> [Data under study]:
□ □ □ □ □ □ □

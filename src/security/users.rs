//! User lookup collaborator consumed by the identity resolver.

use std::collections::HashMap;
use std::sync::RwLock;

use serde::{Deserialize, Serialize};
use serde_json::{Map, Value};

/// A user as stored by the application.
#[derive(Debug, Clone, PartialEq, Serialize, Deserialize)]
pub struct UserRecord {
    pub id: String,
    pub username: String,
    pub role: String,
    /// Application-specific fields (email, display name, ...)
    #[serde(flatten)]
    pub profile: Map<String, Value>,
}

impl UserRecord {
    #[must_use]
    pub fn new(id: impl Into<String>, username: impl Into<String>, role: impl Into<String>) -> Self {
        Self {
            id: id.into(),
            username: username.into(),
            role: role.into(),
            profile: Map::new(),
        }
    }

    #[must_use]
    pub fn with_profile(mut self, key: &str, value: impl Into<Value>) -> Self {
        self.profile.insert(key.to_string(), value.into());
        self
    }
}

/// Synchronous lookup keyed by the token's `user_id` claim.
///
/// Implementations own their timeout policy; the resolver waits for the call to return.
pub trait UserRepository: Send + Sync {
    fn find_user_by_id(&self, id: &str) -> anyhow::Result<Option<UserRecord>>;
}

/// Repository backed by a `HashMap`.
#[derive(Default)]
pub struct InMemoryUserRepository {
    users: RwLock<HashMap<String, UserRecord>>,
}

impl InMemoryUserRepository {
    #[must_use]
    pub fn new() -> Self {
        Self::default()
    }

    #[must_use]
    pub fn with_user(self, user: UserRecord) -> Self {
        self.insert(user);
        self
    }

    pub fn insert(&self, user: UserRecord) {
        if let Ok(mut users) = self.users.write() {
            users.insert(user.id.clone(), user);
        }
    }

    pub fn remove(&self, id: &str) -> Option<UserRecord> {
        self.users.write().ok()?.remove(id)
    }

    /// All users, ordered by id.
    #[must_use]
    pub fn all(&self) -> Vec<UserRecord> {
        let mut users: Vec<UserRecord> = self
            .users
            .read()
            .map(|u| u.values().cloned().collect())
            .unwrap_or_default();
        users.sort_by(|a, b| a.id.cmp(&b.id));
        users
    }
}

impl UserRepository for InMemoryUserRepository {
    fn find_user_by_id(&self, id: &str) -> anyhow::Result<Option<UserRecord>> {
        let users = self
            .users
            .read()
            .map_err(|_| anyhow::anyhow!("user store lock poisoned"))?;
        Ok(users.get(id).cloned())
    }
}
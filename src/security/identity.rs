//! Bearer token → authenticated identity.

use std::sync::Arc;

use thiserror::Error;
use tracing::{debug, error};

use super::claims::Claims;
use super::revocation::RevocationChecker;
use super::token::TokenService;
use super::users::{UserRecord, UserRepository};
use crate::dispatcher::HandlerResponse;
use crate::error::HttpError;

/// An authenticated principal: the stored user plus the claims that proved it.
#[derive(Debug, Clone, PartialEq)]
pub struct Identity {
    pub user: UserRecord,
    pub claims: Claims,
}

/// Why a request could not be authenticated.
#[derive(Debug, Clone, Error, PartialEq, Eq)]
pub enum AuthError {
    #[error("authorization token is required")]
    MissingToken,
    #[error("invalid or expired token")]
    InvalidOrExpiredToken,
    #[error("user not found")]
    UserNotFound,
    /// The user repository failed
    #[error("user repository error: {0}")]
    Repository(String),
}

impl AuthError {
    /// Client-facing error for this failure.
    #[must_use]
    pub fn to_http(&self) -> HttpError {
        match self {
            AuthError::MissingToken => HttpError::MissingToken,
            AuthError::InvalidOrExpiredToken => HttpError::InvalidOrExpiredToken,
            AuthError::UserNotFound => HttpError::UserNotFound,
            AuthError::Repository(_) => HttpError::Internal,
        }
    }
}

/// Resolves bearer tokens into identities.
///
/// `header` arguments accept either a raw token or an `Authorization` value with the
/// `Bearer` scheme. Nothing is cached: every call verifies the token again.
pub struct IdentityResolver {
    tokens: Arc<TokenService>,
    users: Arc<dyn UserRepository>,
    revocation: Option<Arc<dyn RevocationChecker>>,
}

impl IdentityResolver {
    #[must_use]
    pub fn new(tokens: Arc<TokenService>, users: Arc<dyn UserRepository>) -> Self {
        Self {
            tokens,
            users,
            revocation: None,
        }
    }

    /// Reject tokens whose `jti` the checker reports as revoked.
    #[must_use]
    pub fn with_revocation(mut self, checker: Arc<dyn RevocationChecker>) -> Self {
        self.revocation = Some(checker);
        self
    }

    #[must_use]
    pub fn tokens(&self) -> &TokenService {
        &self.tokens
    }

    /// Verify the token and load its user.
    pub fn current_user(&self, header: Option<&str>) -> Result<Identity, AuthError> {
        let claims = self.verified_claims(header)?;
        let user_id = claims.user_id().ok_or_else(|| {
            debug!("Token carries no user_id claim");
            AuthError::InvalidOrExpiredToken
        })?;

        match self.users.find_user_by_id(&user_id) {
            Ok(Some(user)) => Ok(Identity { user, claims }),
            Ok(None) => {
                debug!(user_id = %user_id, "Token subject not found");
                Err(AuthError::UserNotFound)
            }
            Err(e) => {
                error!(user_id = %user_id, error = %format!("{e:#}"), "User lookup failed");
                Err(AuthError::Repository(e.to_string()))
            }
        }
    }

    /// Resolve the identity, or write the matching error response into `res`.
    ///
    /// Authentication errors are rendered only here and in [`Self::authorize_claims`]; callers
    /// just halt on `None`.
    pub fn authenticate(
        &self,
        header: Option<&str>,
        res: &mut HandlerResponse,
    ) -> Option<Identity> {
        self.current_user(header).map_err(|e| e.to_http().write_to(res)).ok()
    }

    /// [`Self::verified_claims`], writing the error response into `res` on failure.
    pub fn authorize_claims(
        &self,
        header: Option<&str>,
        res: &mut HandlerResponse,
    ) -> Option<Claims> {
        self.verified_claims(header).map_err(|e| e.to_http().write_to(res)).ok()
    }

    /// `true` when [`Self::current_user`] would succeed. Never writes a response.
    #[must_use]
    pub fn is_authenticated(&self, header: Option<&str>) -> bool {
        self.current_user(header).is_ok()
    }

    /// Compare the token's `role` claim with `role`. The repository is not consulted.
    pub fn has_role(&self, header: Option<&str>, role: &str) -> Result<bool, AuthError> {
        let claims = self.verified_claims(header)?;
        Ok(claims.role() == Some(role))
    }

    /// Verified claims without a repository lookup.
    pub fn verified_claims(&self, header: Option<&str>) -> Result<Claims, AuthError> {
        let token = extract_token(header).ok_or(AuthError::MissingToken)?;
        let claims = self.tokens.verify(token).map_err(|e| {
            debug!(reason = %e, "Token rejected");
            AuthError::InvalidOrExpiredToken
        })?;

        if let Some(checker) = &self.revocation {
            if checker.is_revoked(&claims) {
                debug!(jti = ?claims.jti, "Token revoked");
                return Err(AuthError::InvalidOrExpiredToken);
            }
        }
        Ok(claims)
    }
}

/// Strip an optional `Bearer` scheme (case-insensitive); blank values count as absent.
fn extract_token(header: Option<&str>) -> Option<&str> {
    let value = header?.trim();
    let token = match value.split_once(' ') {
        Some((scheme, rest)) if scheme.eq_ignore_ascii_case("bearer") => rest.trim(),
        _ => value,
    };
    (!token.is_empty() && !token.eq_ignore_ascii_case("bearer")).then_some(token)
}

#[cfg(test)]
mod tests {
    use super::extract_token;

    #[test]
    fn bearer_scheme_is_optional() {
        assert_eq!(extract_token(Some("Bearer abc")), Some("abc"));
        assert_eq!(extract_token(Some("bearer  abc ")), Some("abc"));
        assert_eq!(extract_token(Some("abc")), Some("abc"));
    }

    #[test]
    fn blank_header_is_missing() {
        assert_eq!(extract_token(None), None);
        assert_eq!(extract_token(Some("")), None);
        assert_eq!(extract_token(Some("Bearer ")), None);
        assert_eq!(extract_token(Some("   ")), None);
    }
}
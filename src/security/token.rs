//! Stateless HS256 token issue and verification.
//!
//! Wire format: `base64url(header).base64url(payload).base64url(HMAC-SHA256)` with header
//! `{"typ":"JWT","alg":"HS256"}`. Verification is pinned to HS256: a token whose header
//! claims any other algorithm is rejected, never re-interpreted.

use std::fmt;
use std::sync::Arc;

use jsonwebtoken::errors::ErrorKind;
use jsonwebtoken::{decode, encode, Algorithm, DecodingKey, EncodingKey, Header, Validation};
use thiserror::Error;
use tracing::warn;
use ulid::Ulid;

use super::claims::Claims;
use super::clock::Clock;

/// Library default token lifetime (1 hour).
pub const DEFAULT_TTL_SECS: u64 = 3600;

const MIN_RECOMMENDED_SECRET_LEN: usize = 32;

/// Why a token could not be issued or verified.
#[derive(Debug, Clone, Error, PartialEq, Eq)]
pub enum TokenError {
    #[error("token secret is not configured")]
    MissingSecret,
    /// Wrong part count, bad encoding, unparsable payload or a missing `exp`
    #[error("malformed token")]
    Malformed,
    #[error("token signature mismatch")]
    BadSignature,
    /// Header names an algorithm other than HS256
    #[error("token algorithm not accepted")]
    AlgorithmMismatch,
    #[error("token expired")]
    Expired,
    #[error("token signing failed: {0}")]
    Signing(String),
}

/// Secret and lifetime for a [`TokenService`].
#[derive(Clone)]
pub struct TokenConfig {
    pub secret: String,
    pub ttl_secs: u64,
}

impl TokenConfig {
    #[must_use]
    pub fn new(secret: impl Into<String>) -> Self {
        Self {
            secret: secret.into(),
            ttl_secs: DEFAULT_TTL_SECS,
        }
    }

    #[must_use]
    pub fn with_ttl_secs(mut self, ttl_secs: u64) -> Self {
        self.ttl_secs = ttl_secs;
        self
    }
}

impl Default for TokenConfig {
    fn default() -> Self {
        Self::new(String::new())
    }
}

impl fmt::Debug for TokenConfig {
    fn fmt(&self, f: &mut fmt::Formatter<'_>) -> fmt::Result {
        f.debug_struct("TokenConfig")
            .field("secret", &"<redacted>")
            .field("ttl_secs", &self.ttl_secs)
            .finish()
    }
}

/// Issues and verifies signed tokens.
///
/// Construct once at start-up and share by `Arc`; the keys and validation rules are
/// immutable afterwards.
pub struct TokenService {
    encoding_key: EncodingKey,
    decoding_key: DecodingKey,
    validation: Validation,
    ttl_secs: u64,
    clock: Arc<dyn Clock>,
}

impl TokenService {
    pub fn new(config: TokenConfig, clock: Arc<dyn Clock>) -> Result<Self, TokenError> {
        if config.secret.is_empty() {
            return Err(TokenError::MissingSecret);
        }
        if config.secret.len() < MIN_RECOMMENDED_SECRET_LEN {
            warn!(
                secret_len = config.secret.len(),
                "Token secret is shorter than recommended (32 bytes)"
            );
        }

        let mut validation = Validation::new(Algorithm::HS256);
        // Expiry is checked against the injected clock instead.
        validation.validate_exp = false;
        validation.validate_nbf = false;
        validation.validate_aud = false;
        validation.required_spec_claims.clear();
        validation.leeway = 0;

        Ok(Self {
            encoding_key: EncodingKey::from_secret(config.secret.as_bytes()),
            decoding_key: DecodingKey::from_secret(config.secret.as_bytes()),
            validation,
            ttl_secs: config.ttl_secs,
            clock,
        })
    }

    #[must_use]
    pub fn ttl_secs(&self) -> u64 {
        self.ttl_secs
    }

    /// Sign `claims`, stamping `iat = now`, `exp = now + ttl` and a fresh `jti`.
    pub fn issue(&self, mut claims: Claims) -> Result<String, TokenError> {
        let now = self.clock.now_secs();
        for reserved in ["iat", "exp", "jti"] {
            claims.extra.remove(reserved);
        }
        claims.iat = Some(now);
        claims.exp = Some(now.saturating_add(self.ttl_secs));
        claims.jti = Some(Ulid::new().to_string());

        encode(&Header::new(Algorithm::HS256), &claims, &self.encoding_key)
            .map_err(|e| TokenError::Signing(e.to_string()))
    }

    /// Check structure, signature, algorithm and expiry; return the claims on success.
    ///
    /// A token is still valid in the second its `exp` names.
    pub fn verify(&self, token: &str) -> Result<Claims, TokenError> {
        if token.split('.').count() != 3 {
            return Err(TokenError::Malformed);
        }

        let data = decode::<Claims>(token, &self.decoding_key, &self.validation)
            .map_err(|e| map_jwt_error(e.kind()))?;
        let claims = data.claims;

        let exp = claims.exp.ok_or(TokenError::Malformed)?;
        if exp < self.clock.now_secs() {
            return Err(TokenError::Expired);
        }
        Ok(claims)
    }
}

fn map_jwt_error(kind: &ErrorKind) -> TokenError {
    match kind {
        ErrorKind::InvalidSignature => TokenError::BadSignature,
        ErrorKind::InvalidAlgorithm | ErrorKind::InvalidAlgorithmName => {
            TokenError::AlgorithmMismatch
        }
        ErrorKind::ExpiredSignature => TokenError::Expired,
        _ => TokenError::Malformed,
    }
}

□ □ □ □ □ □ □

> [Exercise brief]: Go through the entries and return each line where the word "bool" appears.

> [Answer]:
    pub fn is_authenticated(&self, header: Option<&str>) -> bool {
    pub fn has_role(&self, header: Option<&str>, role: &str) -> Result<bool, AuthError> {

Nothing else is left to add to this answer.